Saved data entries:
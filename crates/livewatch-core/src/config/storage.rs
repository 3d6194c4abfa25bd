//! Durable state and backup configuration.

use std::path::PathBuf;

use serde::{Deserialize, Serialize};

/// Durable state file configuration.
#[derive(Debug, Clone, Serialize, Deserialize)]
pub struct StorageConfig {
    /// Root directory for all runtime data.
    #[serde(default = "default_data_root")]
    pub data_root: String,
    /// File name of the durable state document, relative to `data_root`.
    #[serde(default = "default_state_file")]
    pub state_file: String,
    /// Directory (relative to `data_root`) that receives quarantined copies
    /// of corrupt state documents.
    #[serde(default = "default_quarantine_dir")]
    pub quarantine_dir: String,
}

impl StorageConfig {
    /// Absolute-or-relative path of the durable state document.
    pub fn state_path(&self) -> PathBuf {
        PathBuf::from(&self.data_root).join(&self.state_file)
    }

    /// Path of the quarantine directory.
    pub fn quarantine_path(&self) -> PathBuf {
        PathBuf::from(&self.data_root).join(&self.quarantine_dir)
    }
}

impl Default for StorageConfig {
    fn default() -> Self {
        Self {
            data_root: default_data_root(),
            state_file: default_state_file(),
            quarantine_dir: default_quarantine_dir(),
        }
    }
}

/// Which remote backup transport to use.
#[derive(Debug, Clone, Copy, PartialEq, Eq, Serialize, Deserialize, Default)]
#[serde(rename_all = "lowercase")]
pub enum BackupProviderKind {
    /// Copy backups into a (typically mounted) directory.
    #[default]
    Directory,
    /// Upload backups to a WebDAV collection.
    WebDav,
    /// Backups disabled.
    None,
}

/// Remote backup configuration.
#[derive(Debug, Clone, Serialize, Deserialize)]
pub struct BackupConfig {
    /// Transport used to ship backups.
    #[serde(default)]
    pub provider: BackupProviderKind,
    /// Cron expression (with seconds) for the backup job.
    #[serde(default = "default_schedule")]
    pub schedule: String,
    /// Target directory for the directory transport.
    #[serde(default = "default_backup_dir")]
    pub directory: String,
    /// Number of timestamped backups the directory transport retains.
    #[serde(default = "default_keep")]
    pub keep: usize,
    /// WebDAV transport settings.
    #[serde(default)]
    pub webdav: WebDavBackupConfig,
}

impl Default for BackupConfig {
    fn default() -> Self {
        Self {
            provider: BackupProviderKind::default(),
            schedule: default_schedule(),
            directory: default_backup_dir(),
            keep: default_keep(),
            webdav: WebDavBackupConfig::default(),
        }
    }
}

/// WebDAV backup target.
#[derive(Debug, Clone, Serialize, Deserialize, Default)]
pub struct WebDavBackupConfig {
    /// Collection URL backups are written under.
    #[serde(default)]
    pub url: String,
    /// Basic auth user name.
    #[serde(default)]
    pub username: String,
    /// Basic auth password.
    #[serde(default)]
    pub password: String,
}

fn default_data_root() -> String {
    "./data".to_string()
}

fn default_state_file() -> String {
    "state.json".to_string()
}

fn default_quarantine_dir() -> String {
    "quarantine".to_string()
}

fn default_schedule() -> String {
    "0 0 * * * *".to_string()
}

fn default_backup_dir() -> String {
    "./data/backups".to_string()
}

fn default_keep() -> usize {
    24
}
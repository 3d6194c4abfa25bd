//! Hand-written fakes of the collaborator traits.

#![allow(dead_code)]

use std::collections::{HashMap, HashSet};
use std::path::PathBuf;
use std::sync::atomic::{AtomicBool, AtomicUsize, Ordering};
use std::sync::{Arc, Mutex};

use async_trait::async_trait;

use livewatch_core::config::SchedulerConfig;
use livewatch_core::traits::{
    AdapterError, ChatPlatformClient, DispatchError, LiveAnnouncement, PlatformAdapter,
};
use livewatch_core::types::{ChannelId, CommunityId, LiveStatus, MemberId, Platform, RoleId};
use livewatch_entity::CommunityConfig;
use livewatch_platform::AdapterRegistry;
use livewatch_store::StateStore;
use livewatch_worker::{PresenceScheduler, RetryPolicy};

pub const COMMUNITY: CommunityId = CommunityId::new(1000);
pub const ROLE: RoleId = RoleId::new(77);
pub const CHANNEL: ChannelId = ChannelId::new(88);

/// What a scripted adapter answers for one handle.
#[derive(Debug, Clone)]
pub enum Reply {
    Live(&'static str),
    Offline,
    Fail(AdapterError),
    Hang,
}

#[derive(Debug)]
pub struct ScriptedAdapter {
    platform: Platform,
    replies: Mutex<HashMap<String, Reply>>,
    pub calls: AtomicUsize,
}

impl ScriptedAdapter {
    pub fn new(platform: Platform) -> Self {
        Self {
            platform,
            replies: Mutex::new(HashMap::new()),
            calls: AtomicUsize::new(0),
        }
    }

    pub fn set(&self, handle: &str, reply: Reply) {
        self.replies
            .lock()
            .unwrap()
            .insert(handle.to_string(), reply);
    }
}

#[async_trait]
impl PlatformAdapter for ScriptedAdapter {
    fn platform(&self) -> Platform {
        self.platform
    }

    async fn check_live(&self, handle: &str) -> Result<LiveStatus, AdapterError> {
        self.calls.fetch_add(1, Ordering::SeqCst);
        let reply = self
            .replies
            .lock()
            .unwrap()
            .get(handle)
            .cloned()
            .unwrap_or(Reply::Offline);
        match reply {
            Reply::Live(title) => Ok(LiveStatus::live(Some(title.to_string()))),
            Reply::Offline => Ok(LiveStatus::offline()),
            Reply::Fail(e) => Err(e),
            Reply::Hang => std::future::pending().await,
        }
    }
}

/// Role change recorded by [`FakeChat`].
#[derive(Debug, Clone, Copy, PartialEq, Eq)]
pub enum RoleEvent {
    Granted(MemberId),
    Revoked(MemberId),
}

#[derive(Debug, Default)]
pub struct FakeChat {
    roles: Mutex<HashSet<MemberId>>,
    pub messages: Mutex<Vec<(ChannelId, LiveAnnouncement)>>,
    pub role_events: Mutex<Vec<RoleEvent>>,
    pub fail_roles: AtomicBool,
}

impl FakeChat {
    pub fn messages(&self) -> Vec<(ChannelId, LiveAnnouncement)> {
        self.messages.lock().unwrap().clone()
    }

    pub fn role_events(&self) -> Vec<RoleEvent> {
        self.role_events.lock().unwrap().clone()
    }

    pub fn has_role(&self, member: MemberId) -> bool {
        self.roles.lock().unwrap().contains(&member)
    }
}

#[async_trait]
impl ChatPlatformClient for FakeChat {
    async fn send_notification(
        &self,
        channel: ChannelId,
        announcement: &LiveAnnouncement,
    ) -> Result<(), DispatchError> {
        self.messages
            .lock()
            .unwrap()
            .push((channel, announcement.clone()));
        Ok(())
    }

    async fn member_has_role(
        &self,
        _community: CommunityId,
        member: MemberId,
        _role: RoleId,
    ) -> Result<bool, DispatchError> {
        Ok(self.has_role(member))
    }

    async fn grant_role(
        &self,
        _community: CommunityId,
        member: MemberId,
        _role: RoleId,
    ) -> Result<(), DispatchError> {
        if self.fail_roles.load(Ordering::SeqCst) {
            return Err(DispatchError::Transient("503 Service Unavailable".into()));
        }
        self.roles.lock().unwrap().insert(member);
        self.role_events
            .lock()
            .unwrap()
            .push(RoleEvent::Granted(member));
        Ok(())
    }

    async fn revoke_role(
        &self,
        _community: CommunityId,
        member: MemberId,
        _role: RoleId,
    ) -> Result<(), DispatchError> {
        if self.fail_roles.load(Ordering::SeqCst) {
            return Err(DispatchError::Transient("503 Service Unavailable".into()));
        }
        self.roles.lock().unwrap().remove(&member);
        self.role_events
            .lock()
            .unwrap()
            .push(RoleEvent::Revoked(member));
        Ok(())
    }
}

pub struct Harness {
    pub dir: tempfile::TempDir,
    pub store: Arc<StateStore>,
    pub twitch: Arc<ScriptedAdapter>,
    pub youtube: Arc<ScriptedAdapter>,
    pub chat: Arc<FakeChat>,
    pub scheduler: Arc<PresenceScheduler>,
    config: SchedulerConfig,
}

impl Harness {
    pub fn state_path(&self) -> PathBuf {
        self.dir.path().join("state.json")
    }

    pub fn quarantine_dir(&self) -> PathBuf {
        self.dir.path().join("quarantine")
    }

    /// Reload the store from disk and build a new scheduler around it, as a
    /// process restart does. Adapters and the chat fake are kept.
    pub async fn restart(&mut self) {
        let (store, _) = StateStore::open_at(self.state_path(), self.quarantine_dir(), None)
            .await
            .unwrap();
        self.store = Arc::new(store);
        self.scheduler = self.build_scheduler();
    }

    fn build_scheduler(&self) -> Arc<PresenceScheduler> {
        let mut adapters = AdapterRegistry::new();
        adapters.register(self.twitch.clone());
        adapters.register(self.youtube.clone());
        Arc::new(PresenceScheduler::new(
            Arc::clone(&self.store),
            adapters,
            self.chat.clone(),
            self.config.clone(),
            RetryPolicy::no_retry(),
        ))
    }
}

pub fn scheduler_config() -> SchedulerConfig {
    SchedulerConfig {
        poll_interval_seconds: 1,
        cycle_timeout_seconds: 1,
        concurrency: 4,
        shutdown_grace_seconds: 5,
        ..Default::default()
    }
}

pub fn harness() -> Harness {
    harness_with(scheduler_config())
}

pub fn harness_with(config: SchedulerConfig) -> Harness {
    let dir = tempfile::tempdir().unwrap();
    let store = Arc::new(StateStore::new(dir.path().join("state.json"), None));
    store.set_community_config(
        COMMUNITY,
        CommunityConfig {
            live_role_id: Some(ROLE),
            notify_channel_id: Some(CHANNEL),
            backup_enabled: false,
        },
    );

    let twitch = Arc::new(ScriptedAdapter::new(Platform::Twitch));
    let youtube = Arc::new(ScriptedAdapter::new(Platform::YouTube));
    let chat = Arc::new(FakeChat::default());

    let mut adapters = AdapterRegistry::new();
    adapters.register(twitch.clone());
    adapters.register(youtube.clone());
    let scheduler = Arc::new(PresenceScheduler::new(
        Arc::clone(&store),
        adapters,
        chat.clone(),
        config.clone(),
        RetryPolicy::no_retry(),
    ));

    Harness {
        dir,
        store,
        twitch,
        youtube,
        chat,
        scheduler,
        config,
    }
}
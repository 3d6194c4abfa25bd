//! Supported streaming platforms.

use std::fmt;
use std::str::FromStr;

use serde::{Deserialize, Serialize};

use crate::error::AppError;

/// A streaming platform a subject can be linked to.
#[derive(Debug, Clone, Copy, PartialEq, Eq, PartialOrd, Ord, Hash, Serialize, Deserialize)]
#[serde(rename_all = "lowercase")]
pub enum Platform {
    /// Twitch.
    Twitch,
    /// YouTube.
    YouTube,
}

impl Platform {
    /// All known platforms, in display order.
    pub const ALL: [Platform; 2] = [Platform::Twitch, Platform::YouTube];

    /// Return the platform as a lowercase key.
    pub fn as_str(&self) -> &'static str {
        match self {
            Self::Twitch => "twitch",
            Self::YouTube => "youtube",
        }
    }

    /// Human-readable platform name.
    pub fn display_name(&self) -> &'static str {
        match self {
            Self::Twitch => "Twitch",
            Self::YouTube => "YouTube",
        }
    }

    /// Public URL where the channel's live stream can be watched.
    pub fn channel_url(&self, handle: &str) -> String {
        match self {
            Self::Twitch => format!("https://twitch.tv/{handle}"),
            Self::YouTube => format!("https://www.youtube.com/channel/{handle}/live"),
        }
    }
}

impl fmt::Display for Platform {
    fn fmt(&self, f: &mut fmt::Formatter<'_>) -> fmt::Result {
        write!(f, "{}", self.as_str())
    }
}

impl FromStr for Platform {
    type Err = AppError;

    fn from_str(s: &str) -> Result<Self, Self::Err> {
        match s.trim().to_lowercase().as_str() {
            "twitch" => Ok(Self::Twitch),
            "youtube" | "yt" => Ok(Self::YouTube),
            _ => Err(AppError::validation(format!("Unknown platform: '{s}'"))),
        }
    }
}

» **Task to complete**
Scan the data above. Return every line with "Mutex" in it.

» **Problem solution**
use std::sync::{Arc, Mutex};
    replies: Mutex<HashMap<String, Reply>>,
            replies: Mutex::new(HashMap::new()),
    roles: Mutex<HashSet<MemberId>>,
    pub messages: Mutex<Vec<(ChannelId, LiveAnnouncement)>>,
    pub role_events: Mutex<Vec<RoleEvent>>,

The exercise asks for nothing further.